**Goal of the exercise:**
Look through the records below for the line with "[self.r, self.g, self.b, self.a]". Return that line and each one after it up to and including the line with "fn fmt(&self, f: &mut", exactly.

[Source data]
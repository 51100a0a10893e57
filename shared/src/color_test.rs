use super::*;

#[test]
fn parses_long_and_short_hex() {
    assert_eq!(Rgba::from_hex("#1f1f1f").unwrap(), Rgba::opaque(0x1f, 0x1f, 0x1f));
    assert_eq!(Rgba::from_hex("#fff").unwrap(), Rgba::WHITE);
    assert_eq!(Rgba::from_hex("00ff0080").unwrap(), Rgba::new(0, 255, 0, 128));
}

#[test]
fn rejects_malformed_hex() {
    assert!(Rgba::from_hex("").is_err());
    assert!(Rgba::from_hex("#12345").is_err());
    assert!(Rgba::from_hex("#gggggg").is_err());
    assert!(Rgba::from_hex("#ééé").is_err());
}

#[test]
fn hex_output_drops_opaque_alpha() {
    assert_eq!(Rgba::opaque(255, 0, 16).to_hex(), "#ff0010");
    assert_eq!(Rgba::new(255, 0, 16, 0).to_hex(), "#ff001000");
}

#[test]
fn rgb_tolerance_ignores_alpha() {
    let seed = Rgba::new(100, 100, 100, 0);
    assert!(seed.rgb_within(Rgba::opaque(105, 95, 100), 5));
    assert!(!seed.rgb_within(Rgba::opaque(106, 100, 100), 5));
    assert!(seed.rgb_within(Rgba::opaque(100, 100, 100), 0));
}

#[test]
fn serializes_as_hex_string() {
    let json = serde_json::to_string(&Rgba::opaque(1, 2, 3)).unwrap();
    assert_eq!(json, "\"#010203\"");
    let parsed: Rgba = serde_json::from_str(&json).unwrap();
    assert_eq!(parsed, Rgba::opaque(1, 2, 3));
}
==
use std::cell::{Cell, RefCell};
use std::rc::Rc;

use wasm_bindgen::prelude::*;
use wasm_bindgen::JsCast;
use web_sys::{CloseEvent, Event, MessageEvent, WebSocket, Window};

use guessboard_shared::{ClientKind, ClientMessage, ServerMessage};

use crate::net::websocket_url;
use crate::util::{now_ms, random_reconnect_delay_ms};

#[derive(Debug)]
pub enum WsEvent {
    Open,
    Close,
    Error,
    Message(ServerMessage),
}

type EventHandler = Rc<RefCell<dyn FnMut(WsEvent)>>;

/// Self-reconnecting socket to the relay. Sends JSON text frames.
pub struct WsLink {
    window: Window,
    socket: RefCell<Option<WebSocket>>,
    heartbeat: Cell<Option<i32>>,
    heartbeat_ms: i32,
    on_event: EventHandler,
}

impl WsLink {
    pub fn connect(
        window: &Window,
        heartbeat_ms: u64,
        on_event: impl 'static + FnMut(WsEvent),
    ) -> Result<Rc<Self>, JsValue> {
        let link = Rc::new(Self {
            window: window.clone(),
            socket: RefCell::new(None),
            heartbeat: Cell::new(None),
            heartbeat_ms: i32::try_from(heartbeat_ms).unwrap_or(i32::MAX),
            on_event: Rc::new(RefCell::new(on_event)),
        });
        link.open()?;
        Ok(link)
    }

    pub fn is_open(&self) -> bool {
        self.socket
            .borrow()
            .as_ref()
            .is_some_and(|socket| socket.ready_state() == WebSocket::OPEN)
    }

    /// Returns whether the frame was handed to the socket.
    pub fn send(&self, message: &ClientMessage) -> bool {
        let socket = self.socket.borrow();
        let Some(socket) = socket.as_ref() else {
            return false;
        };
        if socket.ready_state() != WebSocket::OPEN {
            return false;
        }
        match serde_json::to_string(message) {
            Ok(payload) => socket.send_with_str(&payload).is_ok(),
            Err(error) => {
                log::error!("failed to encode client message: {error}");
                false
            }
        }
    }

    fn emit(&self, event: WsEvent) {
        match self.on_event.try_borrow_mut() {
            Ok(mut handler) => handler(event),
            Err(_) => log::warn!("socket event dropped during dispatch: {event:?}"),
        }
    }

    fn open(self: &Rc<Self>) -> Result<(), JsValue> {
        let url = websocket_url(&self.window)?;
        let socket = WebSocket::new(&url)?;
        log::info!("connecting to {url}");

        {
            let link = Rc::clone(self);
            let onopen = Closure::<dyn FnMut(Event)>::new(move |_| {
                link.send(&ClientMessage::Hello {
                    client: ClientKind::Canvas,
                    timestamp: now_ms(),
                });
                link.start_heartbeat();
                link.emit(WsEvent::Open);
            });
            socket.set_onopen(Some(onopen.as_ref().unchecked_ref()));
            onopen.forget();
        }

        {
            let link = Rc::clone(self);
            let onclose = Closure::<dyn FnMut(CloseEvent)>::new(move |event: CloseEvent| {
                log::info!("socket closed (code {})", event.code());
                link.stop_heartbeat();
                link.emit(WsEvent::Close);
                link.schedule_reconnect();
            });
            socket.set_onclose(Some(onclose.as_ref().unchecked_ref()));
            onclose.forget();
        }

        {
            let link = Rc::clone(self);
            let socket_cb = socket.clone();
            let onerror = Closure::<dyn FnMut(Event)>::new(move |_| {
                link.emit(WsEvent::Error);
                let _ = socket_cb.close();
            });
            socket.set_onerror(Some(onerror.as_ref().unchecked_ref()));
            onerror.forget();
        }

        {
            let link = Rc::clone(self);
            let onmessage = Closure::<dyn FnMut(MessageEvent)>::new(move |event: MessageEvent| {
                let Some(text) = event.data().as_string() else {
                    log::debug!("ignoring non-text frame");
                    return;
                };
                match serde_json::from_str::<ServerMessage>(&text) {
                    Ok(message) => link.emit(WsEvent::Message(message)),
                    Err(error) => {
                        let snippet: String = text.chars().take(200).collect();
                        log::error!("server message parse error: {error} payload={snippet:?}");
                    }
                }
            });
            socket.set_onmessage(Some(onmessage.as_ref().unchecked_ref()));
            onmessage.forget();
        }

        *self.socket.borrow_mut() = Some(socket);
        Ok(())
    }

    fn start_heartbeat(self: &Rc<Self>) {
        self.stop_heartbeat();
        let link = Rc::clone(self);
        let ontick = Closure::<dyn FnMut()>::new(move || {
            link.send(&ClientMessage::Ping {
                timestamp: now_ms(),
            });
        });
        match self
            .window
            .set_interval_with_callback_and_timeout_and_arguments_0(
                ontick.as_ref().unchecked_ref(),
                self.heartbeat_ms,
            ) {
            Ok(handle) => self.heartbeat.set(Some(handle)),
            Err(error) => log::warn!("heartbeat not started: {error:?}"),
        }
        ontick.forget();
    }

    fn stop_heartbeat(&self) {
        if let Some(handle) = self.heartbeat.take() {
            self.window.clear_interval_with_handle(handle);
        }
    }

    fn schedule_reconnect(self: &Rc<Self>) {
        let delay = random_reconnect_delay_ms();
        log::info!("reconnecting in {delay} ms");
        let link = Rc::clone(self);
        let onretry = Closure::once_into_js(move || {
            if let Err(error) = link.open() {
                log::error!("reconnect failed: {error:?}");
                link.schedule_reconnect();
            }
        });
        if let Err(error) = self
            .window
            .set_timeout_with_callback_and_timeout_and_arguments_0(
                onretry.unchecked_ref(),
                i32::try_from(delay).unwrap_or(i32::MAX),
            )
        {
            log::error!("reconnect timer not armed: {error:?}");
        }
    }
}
* * *
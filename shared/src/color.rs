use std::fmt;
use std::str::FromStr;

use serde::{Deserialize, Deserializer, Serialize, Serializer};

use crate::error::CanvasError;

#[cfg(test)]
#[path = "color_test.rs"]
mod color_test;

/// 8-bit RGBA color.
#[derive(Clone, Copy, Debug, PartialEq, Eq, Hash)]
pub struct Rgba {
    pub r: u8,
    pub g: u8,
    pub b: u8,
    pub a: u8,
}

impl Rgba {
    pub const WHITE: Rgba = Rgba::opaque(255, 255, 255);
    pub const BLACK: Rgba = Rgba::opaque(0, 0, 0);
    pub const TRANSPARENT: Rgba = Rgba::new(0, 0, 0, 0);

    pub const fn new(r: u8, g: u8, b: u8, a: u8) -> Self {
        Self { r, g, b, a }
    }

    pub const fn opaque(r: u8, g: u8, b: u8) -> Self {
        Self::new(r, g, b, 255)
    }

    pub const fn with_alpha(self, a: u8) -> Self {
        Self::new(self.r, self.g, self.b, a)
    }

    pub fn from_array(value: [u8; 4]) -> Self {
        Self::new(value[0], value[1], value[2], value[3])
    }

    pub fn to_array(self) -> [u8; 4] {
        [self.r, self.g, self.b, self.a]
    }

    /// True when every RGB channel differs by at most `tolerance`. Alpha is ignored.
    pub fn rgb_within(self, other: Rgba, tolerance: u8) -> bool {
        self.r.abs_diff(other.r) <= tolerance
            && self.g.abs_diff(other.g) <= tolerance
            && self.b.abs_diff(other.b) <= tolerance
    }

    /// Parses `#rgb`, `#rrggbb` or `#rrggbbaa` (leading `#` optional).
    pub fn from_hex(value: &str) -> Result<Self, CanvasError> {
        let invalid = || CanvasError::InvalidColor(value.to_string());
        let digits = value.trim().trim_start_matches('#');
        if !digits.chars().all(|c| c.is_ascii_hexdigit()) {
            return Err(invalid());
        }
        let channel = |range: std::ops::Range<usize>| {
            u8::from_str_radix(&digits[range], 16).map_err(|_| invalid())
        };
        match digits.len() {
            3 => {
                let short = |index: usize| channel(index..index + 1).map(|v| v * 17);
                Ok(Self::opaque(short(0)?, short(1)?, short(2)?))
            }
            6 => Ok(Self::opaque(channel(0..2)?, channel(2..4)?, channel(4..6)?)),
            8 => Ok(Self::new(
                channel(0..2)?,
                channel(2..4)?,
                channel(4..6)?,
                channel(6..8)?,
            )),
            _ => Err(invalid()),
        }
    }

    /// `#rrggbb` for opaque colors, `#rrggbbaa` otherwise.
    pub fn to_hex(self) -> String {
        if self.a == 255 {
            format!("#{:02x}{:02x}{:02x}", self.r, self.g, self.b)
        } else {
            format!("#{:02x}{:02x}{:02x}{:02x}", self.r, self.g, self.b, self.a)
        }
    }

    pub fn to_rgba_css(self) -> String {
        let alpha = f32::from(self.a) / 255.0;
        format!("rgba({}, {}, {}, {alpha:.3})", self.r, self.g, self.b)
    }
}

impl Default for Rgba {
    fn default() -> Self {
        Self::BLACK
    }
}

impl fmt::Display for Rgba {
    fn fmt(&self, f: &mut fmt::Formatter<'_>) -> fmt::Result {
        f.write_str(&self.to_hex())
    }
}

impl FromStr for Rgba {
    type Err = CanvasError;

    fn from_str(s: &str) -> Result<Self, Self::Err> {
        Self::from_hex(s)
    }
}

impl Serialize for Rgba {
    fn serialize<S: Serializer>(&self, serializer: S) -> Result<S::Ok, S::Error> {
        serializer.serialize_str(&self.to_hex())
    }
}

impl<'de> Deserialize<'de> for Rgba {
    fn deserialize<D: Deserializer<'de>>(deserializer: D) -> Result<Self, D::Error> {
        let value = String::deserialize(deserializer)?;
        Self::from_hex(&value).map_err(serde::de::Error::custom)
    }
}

**Result of the task:**
        [self.r, self.g, self.b, self.a]
    }

    /// True when every RGB channel differs by at most `tolerance`. Alpha is ignored.
    pub fn rgb_within(self, other: Rgba, tolerance: u8) -> bool {
        self.r.abs_diff(other.r) <= tolerance
            && self.g.abs_diff(other.g) <= tolerance
            && self.b.abs_diff(other.b) <= tolerance
    }

    /// Parses `#rgb`, `#rrggbb` or `#rrggbbaa` (leading `#` optional).
    pub fn from_hex(value: &str) -> Result<Self, CanvasError> {
        let invalid = || CanvasError::InvalidColor(value.to_string());
        let digits = value.trim().trim_start_matches('#');
        if !digits.chars().all(|c| c.is_ascii_hexdigit()) {
            return Err(invalid());
        }
        let channel = |range: std::ops::Range<usize>| {
            u8::from_str_radix(&digits[range], 16).map_err(|_| invalid())
        };
        match digits.len() {
            3 => {
                let short = |index: usize| channel(index..index + 1).map(|v| v * 17);
                Ok(Self::opaque(short(0)?, short(1)?, short(2)?))
            }
            6 => Ok(Self::opaque(channel(0..2)?, channel(2..4)?, channel(4..6)?)),
            8 => Ok(Self::new(
                channel(0..2)?,
                channel(2..4)?,
                channel(4..6)?,
                channel(6..8)?,
            )),
            _ => Err(invalid()),
        }
    }

    /// `#rrggbb` for opaque colors, `#rrggbbaa` otherwise.
    pub fn to_hex(self) -> String {
        if self.a == 255 {
            format!("#{:02x}{:02x}{:02x}", self.r, self.g, self.b)
        } else {
            format!("#{:02x}{:02x}{:02x}{:02x}", self.r, self.g, self.b, self.a)
        }
    }

    pub fn to_rgba_css(self) -> String {
        let alpha = f32::from(self.a) / 255.0;
        format!("rgba({}, {}, {}, {alpha:.3})", self.r, self.g, self.b)
    }
}

impl Default for Rgba {
    fn default() -> Self {
        Self::BLACK
    }
}

impl fmt::Display for Rgba {
    fn fmt(&self, f: &mut fmt::Formatter<'_>) -> fmt::Result {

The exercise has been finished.